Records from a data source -

# # # # # # #

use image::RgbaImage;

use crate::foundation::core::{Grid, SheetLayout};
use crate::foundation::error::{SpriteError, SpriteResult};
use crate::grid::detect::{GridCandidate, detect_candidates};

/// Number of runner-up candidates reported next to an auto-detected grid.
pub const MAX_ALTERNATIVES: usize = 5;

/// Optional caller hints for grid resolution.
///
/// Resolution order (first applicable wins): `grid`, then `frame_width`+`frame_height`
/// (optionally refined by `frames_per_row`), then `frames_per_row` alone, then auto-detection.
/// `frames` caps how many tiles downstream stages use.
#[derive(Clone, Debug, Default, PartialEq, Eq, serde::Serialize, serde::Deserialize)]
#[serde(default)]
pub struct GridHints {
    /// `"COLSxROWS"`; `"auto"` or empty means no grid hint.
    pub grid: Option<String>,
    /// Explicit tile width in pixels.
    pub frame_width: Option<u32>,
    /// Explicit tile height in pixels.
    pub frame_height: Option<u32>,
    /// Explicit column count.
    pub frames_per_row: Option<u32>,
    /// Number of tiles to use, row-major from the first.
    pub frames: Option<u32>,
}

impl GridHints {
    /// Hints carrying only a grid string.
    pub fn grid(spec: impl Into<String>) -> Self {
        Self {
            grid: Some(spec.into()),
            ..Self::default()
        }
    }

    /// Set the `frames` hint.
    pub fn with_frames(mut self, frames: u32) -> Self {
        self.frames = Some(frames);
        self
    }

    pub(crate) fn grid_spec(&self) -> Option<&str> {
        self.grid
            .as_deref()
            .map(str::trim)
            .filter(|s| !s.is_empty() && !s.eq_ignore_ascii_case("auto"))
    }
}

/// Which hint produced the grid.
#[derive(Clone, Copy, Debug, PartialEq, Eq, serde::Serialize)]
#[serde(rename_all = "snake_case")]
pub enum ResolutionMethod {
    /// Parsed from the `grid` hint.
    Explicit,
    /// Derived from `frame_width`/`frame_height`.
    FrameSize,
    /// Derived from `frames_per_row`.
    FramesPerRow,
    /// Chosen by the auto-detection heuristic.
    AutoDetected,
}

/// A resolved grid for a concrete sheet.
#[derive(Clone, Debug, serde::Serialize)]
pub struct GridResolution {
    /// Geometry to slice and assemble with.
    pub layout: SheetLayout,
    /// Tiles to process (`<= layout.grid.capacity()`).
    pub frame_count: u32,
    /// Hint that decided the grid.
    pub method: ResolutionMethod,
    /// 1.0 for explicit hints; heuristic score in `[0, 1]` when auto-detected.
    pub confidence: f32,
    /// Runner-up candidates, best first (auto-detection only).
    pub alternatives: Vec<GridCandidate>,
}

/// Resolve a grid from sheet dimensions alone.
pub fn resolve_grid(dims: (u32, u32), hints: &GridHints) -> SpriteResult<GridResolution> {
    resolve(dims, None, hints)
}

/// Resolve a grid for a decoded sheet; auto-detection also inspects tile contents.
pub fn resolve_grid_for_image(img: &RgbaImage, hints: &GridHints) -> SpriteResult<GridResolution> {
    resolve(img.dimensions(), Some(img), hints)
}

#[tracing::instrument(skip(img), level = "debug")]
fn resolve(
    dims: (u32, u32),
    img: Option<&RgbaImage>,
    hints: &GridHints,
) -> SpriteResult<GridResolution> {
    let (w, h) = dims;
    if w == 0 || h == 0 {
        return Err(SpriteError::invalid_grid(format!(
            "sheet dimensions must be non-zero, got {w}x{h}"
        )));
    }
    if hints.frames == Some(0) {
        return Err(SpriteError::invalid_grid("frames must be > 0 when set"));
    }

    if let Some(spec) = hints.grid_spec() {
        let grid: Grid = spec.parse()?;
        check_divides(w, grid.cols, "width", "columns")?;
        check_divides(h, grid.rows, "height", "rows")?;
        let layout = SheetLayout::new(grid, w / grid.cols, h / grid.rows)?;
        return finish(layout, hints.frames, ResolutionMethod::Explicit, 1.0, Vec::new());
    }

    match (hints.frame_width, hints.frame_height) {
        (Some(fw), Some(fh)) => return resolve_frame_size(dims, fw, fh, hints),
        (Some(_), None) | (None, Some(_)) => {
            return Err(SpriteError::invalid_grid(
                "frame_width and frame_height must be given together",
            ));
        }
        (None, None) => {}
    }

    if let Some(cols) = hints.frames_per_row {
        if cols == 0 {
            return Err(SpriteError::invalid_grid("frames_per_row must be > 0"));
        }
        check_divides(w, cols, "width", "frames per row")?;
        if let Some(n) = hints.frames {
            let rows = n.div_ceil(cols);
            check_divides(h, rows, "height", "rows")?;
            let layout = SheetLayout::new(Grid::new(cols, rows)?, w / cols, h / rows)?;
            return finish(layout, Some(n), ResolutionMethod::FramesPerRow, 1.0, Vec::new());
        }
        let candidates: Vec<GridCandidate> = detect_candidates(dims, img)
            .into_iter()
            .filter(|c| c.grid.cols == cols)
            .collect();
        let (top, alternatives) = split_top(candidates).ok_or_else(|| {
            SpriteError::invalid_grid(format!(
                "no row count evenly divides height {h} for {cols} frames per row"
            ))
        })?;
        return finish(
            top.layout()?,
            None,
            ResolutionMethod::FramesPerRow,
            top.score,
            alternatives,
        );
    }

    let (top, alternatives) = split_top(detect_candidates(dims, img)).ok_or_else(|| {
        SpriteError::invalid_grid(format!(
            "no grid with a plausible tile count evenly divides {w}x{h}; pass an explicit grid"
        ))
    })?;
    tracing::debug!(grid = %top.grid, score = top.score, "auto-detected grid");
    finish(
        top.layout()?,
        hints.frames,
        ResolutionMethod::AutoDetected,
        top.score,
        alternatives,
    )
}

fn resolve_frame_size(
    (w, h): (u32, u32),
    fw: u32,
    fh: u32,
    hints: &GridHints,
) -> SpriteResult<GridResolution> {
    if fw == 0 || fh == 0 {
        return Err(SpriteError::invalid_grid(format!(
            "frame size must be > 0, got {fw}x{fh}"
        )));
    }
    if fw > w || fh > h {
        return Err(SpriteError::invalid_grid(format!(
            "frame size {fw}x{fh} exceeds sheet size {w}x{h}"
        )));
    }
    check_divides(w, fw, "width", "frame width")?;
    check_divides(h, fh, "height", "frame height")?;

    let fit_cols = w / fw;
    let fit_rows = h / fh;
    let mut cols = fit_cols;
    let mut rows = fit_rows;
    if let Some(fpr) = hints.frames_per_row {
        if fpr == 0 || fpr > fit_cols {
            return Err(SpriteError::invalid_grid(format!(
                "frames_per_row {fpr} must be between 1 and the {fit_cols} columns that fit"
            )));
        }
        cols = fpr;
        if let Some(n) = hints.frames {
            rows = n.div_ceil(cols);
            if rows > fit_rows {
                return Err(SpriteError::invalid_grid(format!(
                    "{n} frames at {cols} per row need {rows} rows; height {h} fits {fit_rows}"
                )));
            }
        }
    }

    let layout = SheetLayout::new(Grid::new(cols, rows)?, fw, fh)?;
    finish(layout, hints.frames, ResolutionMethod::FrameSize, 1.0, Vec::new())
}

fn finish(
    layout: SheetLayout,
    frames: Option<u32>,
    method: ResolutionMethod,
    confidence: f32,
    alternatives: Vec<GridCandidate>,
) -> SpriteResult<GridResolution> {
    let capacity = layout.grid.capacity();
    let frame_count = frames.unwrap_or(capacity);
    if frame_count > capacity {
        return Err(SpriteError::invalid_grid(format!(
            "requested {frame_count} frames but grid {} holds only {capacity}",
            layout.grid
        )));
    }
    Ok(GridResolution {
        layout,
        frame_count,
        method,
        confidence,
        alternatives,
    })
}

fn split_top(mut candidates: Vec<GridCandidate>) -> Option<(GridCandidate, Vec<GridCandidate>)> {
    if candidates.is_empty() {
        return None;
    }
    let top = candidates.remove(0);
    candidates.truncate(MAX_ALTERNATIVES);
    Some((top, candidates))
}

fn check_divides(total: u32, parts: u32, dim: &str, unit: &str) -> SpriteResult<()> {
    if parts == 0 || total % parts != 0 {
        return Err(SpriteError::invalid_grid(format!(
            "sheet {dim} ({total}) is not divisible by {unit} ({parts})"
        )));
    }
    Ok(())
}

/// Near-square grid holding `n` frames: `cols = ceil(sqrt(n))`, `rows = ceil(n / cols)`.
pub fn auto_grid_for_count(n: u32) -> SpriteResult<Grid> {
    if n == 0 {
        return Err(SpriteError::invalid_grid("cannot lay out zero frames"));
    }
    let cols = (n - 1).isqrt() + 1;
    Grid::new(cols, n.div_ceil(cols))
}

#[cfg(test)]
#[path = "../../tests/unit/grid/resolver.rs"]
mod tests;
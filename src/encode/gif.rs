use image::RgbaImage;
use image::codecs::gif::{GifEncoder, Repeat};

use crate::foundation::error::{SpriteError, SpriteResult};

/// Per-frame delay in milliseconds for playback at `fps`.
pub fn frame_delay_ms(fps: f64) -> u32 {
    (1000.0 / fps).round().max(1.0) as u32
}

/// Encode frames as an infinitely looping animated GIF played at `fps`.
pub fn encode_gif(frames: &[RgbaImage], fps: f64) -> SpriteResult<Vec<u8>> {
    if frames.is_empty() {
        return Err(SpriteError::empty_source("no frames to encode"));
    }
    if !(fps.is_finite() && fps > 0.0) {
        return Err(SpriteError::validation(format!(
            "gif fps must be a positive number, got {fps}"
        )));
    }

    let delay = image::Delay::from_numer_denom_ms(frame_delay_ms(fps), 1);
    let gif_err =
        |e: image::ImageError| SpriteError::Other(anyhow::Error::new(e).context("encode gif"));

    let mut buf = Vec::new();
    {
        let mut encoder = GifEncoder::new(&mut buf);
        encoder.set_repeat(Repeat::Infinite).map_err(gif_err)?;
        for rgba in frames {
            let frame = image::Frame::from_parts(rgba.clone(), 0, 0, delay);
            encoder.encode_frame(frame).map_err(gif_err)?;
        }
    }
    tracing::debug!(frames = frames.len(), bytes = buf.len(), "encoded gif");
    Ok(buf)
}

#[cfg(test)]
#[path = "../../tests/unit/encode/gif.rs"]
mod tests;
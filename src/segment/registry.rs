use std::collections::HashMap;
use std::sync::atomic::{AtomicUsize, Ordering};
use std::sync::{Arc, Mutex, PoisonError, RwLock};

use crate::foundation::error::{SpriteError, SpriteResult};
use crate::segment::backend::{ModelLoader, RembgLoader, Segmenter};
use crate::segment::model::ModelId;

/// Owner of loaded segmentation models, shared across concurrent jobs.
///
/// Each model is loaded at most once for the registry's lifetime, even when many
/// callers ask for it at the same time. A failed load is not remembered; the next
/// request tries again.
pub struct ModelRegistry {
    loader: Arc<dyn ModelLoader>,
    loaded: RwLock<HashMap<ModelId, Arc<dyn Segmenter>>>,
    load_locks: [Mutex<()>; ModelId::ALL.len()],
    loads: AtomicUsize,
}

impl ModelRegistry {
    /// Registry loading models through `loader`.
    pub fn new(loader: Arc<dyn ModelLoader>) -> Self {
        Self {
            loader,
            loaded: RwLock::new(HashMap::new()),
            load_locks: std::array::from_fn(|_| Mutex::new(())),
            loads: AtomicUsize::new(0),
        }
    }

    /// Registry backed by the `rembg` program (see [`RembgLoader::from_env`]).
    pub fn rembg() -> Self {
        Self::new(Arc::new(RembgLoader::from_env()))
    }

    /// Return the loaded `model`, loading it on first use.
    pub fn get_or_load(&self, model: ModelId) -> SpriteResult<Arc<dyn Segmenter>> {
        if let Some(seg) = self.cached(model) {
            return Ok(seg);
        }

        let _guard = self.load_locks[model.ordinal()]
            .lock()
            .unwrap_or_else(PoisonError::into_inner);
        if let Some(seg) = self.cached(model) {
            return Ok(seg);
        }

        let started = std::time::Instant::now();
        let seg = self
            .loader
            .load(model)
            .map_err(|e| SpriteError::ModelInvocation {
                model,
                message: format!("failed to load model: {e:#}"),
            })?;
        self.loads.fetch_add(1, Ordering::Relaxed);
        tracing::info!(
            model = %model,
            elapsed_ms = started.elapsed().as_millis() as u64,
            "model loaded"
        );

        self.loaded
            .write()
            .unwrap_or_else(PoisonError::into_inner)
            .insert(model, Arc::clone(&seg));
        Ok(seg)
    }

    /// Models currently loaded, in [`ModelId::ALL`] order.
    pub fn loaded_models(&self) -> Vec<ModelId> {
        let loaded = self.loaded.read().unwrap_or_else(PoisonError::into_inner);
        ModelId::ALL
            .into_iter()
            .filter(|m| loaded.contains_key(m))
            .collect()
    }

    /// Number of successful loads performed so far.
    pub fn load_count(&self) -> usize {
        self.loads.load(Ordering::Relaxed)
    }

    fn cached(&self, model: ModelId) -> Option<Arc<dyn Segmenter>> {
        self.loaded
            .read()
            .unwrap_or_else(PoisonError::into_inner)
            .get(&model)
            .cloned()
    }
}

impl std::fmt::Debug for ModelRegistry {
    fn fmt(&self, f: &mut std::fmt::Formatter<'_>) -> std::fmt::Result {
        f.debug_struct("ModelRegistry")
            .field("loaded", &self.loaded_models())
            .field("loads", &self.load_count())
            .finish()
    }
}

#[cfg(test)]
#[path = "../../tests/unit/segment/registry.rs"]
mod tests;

# # # # # # #

Aim of the task - Lines holding the word "only" in the entries above are the ones to pull out. Copy them all.

Your response -
    /// Hints carrying only a grid string.
    /// Runner-up candidates, best first (auto-detection only).
            "requested {frame_count} frames but grid {} holds only {capacity}",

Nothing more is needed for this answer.